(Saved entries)
==============================

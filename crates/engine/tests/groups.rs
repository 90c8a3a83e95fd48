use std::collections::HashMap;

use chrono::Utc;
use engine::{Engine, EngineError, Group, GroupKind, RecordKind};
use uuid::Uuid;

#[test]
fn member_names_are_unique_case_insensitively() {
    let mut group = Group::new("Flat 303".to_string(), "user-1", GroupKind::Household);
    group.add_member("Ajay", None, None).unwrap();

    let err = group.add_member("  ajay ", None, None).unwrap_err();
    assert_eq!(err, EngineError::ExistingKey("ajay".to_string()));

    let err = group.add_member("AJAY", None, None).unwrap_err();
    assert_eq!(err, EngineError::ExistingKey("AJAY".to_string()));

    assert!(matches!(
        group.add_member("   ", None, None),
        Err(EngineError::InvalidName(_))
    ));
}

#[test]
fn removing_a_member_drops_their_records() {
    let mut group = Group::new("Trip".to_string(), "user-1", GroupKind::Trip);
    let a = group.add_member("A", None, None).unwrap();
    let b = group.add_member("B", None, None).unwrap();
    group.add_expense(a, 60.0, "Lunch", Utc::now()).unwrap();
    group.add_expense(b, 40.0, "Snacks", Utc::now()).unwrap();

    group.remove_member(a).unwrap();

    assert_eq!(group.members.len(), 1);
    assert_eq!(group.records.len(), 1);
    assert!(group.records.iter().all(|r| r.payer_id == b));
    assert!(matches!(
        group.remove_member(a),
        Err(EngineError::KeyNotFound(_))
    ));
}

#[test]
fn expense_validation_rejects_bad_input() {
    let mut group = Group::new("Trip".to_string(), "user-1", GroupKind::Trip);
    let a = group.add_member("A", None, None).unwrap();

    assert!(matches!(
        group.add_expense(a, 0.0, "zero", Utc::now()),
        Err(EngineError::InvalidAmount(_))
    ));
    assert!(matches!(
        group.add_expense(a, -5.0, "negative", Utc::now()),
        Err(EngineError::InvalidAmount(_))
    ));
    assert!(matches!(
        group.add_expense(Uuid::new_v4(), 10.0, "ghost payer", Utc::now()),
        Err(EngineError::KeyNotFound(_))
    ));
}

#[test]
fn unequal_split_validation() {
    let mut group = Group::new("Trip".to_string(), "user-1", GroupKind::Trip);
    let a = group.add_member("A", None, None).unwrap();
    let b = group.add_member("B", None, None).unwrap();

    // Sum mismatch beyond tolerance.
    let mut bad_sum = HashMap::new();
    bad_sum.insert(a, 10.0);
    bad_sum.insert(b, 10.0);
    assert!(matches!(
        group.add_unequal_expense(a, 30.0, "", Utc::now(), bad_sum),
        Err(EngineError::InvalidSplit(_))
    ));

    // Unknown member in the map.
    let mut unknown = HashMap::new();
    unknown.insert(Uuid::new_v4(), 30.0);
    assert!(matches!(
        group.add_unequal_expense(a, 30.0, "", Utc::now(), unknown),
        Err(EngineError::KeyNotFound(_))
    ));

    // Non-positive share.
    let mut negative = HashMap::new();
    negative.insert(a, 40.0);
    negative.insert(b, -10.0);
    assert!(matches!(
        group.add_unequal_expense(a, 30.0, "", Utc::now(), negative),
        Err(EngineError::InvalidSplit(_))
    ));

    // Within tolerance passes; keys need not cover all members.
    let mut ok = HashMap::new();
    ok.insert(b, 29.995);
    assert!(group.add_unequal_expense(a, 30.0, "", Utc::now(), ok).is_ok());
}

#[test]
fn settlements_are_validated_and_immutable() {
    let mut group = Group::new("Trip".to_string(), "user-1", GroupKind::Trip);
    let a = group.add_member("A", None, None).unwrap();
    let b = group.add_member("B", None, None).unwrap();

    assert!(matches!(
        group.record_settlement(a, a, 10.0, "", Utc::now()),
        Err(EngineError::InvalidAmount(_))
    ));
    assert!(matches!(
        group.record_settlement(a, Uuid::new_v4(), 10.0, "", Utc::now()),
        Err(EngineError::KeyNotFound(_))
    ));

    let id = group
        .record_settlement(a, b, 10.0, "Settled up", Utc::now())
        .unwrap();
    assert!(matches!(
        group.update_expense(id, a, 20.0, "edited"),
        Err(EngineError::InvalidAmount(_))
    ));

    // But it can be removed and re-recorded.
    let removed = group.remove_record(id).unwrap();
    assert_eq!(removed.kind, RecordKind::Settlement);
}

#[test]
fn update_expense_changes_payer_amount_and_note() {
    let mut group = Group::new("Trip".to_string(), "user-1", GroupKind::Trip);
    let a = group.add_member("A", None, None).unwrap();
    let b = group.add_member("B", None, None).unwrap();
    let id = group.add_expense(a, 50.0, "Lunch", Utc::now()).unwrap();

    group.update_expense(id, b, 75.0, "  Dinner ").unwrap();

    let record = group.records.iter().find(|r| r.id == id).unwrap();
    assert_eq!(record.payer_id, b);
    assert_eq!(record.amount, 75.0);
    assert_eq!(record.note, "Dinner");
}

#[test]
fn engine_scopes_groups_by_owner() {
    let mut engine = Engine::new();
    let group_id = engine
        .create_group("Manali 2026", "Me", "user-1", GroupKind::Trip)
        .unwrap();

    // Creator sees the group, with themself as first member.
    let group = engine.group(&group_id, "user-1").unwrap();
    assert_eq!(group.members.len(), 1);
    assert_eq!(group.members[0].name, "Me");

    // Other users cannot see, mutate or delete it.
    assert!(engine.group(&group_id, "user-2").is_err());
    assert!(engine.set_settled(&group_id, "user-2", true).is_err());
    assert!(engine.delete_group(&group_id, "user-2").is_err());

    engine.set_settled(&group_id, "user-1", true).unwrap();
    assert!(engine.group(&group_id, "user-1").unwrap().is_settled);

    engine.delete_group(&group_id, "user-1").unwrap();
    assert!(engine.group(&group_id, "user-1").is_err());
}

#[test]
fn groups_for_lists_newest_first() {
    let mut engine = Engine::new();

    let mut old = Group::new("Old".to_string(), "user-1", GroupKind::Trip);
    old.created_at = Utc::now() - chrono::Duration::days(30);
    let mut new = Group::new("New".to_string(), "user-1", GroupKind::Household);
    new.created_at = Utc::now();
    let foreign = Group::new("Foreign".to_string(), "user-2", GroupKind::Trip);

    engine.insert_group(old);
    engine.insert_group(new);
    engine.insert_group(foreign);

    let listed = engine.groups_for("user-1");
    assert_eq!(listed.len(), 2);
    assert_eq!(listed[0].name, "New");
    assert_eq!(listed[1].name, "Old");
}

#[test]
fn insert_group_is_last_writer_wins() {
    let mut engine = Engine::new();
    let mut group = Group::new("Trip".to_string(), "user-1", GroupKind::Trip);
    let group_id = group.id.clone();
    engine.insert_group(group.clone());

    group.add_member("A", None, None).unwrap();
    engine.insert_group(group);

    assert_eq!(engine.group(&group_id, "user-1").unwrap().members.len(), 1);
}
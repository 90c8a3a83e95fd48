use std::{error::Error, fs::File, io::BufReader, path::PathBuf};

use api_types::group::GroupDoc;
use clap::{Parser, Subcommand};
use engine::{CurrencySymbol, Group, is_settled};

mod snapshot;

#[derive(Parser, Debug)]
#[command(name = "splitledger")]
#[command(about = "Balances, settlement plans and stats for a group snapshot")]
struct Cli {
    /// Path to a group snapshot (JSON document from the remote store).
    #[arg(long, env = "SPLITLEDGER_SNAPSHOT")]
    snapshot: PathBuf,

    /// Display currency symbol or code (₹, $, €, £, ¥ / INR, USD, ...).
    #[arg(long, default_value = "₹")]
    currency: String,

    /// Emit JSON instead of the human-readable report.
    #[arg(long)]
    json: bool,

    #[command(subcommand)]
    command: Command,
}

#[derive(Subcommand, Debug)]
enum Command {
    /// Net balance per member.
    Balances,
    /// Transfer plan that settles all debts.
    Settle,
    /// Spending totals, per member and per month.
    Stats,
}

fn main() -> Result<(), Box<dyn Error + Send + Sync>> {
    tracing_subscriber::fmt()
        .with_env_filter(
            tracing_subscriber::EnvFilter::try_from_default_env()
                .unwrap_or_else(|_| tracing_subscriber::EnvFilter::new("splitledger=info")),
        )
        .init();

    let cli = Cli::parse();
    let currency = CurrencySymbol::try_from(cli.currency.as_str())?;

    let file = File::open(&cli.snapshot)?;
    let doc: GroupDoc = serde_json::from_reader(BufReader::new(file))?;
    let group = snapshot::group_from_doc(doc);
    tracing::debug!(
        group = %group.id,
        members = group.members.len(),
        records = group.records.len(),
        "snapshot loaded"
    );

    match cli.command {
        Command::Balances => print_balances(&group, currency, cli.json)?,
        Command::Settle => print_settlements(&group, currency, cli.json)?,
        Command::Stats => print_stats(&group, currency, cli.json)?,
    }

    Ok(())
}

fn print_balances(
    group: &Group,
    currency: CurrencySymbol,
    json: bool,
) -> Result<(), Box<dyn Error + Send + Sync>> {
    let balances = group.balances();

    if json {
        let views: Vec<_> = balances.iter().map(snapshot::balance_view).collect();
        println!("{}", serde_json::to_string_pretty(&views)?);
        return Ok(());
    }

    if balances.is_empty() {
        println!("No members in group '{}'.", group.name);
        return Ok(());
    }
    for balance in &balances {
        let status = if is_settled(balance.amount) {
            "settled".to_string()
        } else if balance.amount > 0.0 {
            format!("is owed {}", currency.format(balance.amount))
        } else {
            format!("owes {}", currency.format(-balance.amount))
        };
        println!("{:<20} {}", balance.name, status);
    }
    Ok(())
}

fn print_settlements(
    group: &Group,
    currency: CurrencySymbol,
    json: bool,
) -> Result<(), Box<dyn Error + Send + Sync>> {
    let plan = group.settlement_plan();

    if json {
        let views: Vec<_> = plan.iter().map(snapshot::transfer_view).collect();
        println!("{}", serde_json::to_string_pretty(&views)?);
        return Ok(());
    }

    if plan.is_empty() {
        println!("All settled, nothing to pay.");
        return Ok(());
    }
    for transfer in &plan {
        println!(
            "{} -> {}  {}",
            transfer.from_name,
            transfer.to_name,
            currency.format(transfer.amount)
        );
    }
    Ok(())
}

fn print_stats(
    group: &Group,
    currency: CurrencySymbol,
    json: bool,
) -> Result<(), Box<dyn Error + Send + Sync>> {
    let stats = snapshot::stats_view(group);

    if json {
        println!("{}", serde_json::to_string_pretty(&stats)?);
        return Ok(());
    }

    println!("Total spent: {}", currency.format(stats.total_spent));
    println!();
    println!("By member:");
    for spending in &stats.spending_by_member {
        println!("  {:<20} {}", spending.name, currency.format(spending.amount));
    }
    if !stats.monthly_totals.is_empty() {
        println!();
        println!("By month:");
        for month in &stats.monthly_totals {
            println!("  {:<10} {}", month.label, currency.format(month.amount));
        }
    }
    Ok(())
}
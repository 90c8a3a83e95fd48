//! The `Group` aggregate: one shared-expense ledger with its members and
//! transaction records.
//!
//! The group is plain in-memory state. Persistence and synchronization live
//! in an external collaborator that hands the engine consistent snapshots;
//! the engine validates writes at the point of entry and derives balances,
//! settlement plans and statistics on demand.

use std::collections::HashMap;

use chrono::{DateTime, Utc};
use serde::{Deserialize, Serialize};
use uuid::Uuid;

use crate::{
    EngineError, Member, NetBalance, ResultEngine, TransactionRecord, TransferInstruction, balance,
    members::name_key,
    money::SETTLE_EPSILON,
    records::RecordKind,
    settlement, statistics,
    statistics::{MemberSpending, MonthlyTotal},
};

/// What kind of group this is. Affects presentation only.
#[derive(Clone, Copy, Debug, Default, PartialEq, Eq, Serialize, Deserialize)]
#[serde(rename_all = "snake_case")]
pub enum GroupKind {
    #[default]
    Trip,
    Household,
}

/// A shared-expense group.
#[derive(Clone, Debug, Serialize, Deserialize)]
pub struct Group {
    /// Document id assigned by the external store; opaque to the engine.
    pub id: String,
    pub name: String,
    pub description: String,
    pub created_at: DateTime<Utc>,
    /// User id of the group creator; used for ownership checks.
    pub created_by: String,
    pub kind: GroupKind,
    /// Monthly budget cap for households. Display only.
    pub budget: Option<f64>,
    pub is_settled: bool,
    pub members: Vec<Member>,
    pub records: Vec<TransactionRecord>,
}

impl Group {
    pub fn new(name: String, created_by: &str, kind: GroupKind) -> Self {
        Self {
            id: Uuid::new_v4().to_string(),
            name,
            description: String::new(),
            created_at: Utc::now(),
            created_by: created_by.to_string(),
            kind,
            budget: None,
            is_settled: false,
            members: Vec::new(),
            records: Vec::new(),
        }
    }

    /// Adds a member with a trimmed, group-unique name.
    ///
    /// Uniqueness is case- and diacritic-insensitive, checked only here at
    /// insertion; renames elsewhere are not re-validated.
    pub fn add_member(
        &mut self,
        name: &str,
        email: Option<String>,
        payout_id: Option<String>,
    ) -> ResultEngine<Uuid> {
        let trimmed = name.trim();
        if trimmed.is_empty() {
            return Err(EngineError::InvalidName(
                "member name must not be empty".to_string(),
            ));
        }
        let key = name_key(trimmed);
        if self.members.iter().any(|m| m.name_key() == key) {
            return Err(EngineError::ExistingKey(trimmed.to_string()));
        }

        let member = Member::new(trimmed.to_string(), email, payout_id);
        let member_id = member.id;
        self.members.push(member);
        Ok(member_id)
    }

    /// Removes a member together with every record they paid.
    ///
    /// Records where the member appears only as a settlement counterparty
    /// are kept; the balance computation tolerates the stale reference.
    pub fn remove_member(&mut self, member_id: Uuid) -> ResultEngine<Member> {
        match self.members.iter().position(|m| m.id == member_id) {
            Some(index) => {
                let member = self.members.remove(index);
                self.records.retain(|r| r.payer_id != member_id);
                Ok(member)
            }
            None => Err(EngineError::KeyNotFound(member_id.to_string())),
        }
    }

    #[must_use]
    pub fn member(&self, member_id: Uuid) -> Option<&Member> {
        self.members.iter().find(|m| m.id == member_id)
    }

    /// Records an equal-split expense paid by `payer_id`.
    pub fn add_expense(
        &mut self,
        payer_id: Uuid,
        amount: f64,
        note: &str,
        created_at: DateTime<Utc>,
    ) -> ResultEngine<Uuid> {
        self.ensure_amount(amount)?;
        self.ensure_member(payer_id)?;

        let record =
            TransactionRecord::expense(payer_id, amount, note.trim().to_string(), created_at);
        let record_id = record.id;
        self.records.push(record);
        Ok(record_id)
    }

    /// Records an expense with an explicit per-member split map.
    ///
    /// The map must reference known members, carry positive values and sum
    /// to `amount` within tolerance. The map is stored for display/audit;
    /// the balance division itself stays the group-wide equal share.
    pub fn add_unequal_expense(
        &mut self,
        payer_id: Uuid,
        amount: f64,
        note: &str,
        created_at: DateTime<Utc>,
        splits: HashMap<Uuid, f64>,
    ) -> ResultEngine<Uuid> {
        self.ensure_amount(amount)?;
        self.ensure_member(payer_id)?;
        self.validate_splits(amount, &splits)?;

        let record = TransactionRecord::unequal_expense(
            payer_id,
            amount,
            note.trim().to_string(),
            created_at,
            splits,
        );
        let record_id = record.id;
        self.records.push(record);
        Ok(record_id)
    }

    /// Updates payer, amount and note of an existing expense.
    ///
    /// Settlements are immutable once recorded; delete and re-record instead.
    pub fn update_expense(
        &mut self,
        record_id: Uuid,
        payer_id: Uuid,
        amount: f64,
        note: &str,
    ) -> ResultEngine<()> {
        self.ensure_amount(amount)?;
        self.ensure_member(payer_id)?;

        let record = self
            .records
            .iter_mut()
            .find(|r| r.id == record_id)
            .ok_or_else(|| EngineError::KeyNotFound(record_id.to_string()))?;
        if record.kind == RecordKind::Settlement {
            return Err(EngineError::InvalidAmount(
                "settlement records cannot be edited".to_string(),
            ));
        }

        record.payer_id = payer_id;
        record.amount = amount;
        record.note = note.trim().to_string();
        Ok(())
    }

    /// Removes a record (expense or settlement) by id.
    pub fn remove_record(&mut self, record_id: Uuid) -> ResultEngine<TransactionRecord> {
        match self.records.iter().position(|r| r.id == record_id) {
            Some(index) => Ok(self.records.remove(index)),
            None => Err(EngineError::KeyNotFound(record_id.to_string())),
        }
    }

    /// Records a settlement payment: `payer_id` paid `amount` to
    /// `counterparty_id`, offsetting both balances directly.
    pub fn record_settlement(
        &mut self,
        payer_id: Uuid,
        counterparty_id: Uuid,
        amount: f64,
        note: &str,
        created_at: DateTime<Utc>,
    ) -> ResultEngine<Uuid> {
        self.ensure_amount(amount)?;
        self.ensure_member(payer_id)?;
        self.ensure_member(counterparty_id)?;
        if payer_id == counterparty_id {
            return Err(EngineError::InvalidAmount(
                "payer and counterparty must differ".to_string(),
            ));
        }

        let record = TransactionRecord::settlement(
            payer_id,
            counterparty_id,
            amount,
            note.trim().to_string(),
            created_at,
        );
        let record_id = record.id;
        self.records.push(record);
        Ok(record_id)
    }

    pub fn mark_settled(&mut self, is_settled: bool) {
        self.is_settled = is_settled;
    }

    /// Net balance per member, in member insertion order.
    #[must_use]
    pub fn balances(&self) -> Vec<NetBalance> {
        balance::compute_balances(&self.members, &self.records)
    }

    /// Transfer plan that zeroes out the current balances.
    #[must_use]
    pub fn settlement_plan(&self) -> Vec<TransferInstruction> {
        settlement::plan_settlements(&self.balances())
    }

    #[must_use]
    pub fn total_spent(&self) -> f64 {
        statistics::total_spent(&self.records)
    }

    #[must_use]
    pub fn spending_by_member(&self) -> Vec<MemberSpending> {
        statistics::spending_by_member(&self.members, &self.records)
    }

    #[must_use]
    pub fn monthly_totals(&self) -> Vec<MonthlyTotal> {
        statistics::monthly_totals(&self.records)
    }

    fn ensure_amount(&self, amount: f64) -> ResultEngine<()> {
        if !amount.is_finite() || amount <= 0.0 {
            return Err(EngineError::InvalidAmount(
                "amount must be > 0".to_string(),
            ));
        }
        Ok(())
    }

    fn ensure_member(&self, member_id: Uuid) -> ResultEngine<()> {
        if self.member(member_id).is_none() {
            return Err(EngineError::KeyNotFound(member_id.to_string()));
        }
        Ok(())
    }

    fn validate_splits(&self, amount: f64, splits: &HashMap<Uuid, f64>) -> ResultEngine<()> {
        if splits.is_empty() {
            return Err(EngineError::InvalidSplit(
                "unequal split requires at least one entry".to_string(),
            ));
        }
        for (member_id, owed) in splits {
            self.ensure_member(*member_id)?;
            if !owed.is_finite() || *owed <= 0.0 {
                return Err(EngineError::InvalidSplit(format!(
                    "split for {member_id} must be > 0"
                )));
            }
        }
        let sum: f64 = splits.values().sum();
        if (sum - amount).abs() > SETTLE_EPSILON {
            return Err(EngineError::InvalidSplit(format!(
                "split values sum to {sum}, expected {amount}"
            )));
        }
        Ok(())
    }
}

==============================

◆ TASK DESCRIPTION: If a line in the entries above includes "cannot", count it; report the total alone.

◆ TASK SOLUTION: 2